Here, the scoring is a little more compicated and even more subjective compared to the other value chain engagement scores. 
Again, we follow our perspective that climate resilience is enhanced when businesses and policy makers work together rather than alone. However, as denoted by the think tank InfluenceMap, only few of the influential corporations are positively engaging on climate policy globally, with most holding either a neutral or negative perspective. This makes a coherent scoring more difficult. One the one hand side, we intend to promote purposeful engagement of corporates with policy makers. On the other hand-side, we only perceive those policy engagements as positive where businesses support the view of local policy makers. Unfortunately, the data provided offers this information for the response option *Direct engagment with policy makers*.

To account for this view, we focus on the direct engagement with policy makers and combine the response with the corporate position with policy decisions. Ultimately, we apply the following scoring methodology:

* 1: No
* 2: Trade associations / Funding research organizations / Direct engagement with policy makers & either no corporate position provided or position is opposing/neutral/undecided 
* 3: Direct engagement with policy makers & support with major exceptions
* 4: Direct engagmenet with policy makers & support with minor exceptions
* 5: Direct engagement with policy makers & supportive corporate position

In [None]:
# extract question from response dataset into separate dataframe
df_policy = cor.query("question_number == 'C12.3'")[["account_number", "year", "entity", "response_answer"]]

# split chained response answers
df_policy = split_response(df=df_policy, column="response_answer".lstrip(), sep=";")

# remove whitespaces infront of response options
df_policy["response_answer"] = df_policy["response_answer"].str.lstrip()

# create select key to match information
df_policy["select_key"] =df_policy["year"].astype(str)+"_"+df_policy["account_number"].astype(str)

# create new dataframe for the corporate position
df_position = cor.query("question_number == 'C12.3a' and column_number == 2")[["account_number", "year", "response_answer"]]

# create merge key
df_position["select_key"] =df_position["year"].astype(str)+"_"+df_position["account_number"].astype(str)
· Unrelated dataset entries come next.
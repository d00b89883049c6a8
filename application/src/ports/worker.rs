//! Worker port
//!
//! Defines the capability every step dispatches to: take a task and a
//! context view, return text. Implementations (adapters) live in the
//! infrastructure layer.

use async_trait::async_trait;
use council_domain::{WorkerId, WorkerView};
use std::sync::Arc;
use std::time::Duration;
use thiserror::Error;

/// Errors that can occur during a worker call
#[derive(Error, Debug, Clone, PartialEq)]
pub enum WorkerError {
    #[error("Worker failed: {0}")]
    Failed(String),

    #[error("Worker timed out after {0:?}")]
    Timeout(Duration),

    #[error("Worker panicked: {0}")]
    Panicked(String),
}

impl WorkerError {
    pub fn is_timeout(&self) -> bool {
        matches!(self, WorkerError::Timeout(_))
    }
}

/// A participant that answers tasks
///
/// Calls may fail or run past the caller's timeout. A call that has started
/// is never assumed to be cancelable; cancelled runs simply stop waiting.
#[async_trait]
pub trait Worker: Send + Sync {
    fn id(&self) -> &WorkerId;

    /// Answer `task`, reading (and within its grant, writing) through `view`
    async fn submit(&self, task: &str, view: &WorkerView) -> Result<String, WorkerError>;
}

/// Factory for fresh workers with the same configuration and independent state
pub trait WorkerTemplate: Send + Sync {
    /// Name split workers are derived from (`<name>#<i>`)
    fn name(&self) -> &WorkerId;

    fn instantiate(&self, id: WorkerId) -> Arc<dyn Worker>;
}
//! Core domain concepts shared across all subdomains.
//!
//! - [`worker_id::WorkerId`]: identifier of a worker taking part in a run
//! - [`error::DomainError`]: domain-level errors
//! - [`string`]: UTF-8 safe truncation and normalization helpers

pub mod error;
pub mod string;
pub mod worker_id;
# convert response options to columns
df_position = df_position.join(pd.crosstab(df_position["select_key"], df_position["response_answer"]), on=df_position["select_key"])



**Note:**

In the next step, we create a helper column that defines the majority position that a companies takes on policy views. This is necessary given that it is a multi-response column, thus, a single company can have multiple position in a year. This is because each position is assigned to a policy topic (e.g. Energy). For simplification purposes, we take the majority position that a corporate holds in a year. 

In [None]:
# create a helper column with majority position
df_position["majority_position"] = df_position[["Neutral", "Oppose", "Support", "Support with major exceptions", "Support with minor exceptions", "Undecided"]].idxmax(1)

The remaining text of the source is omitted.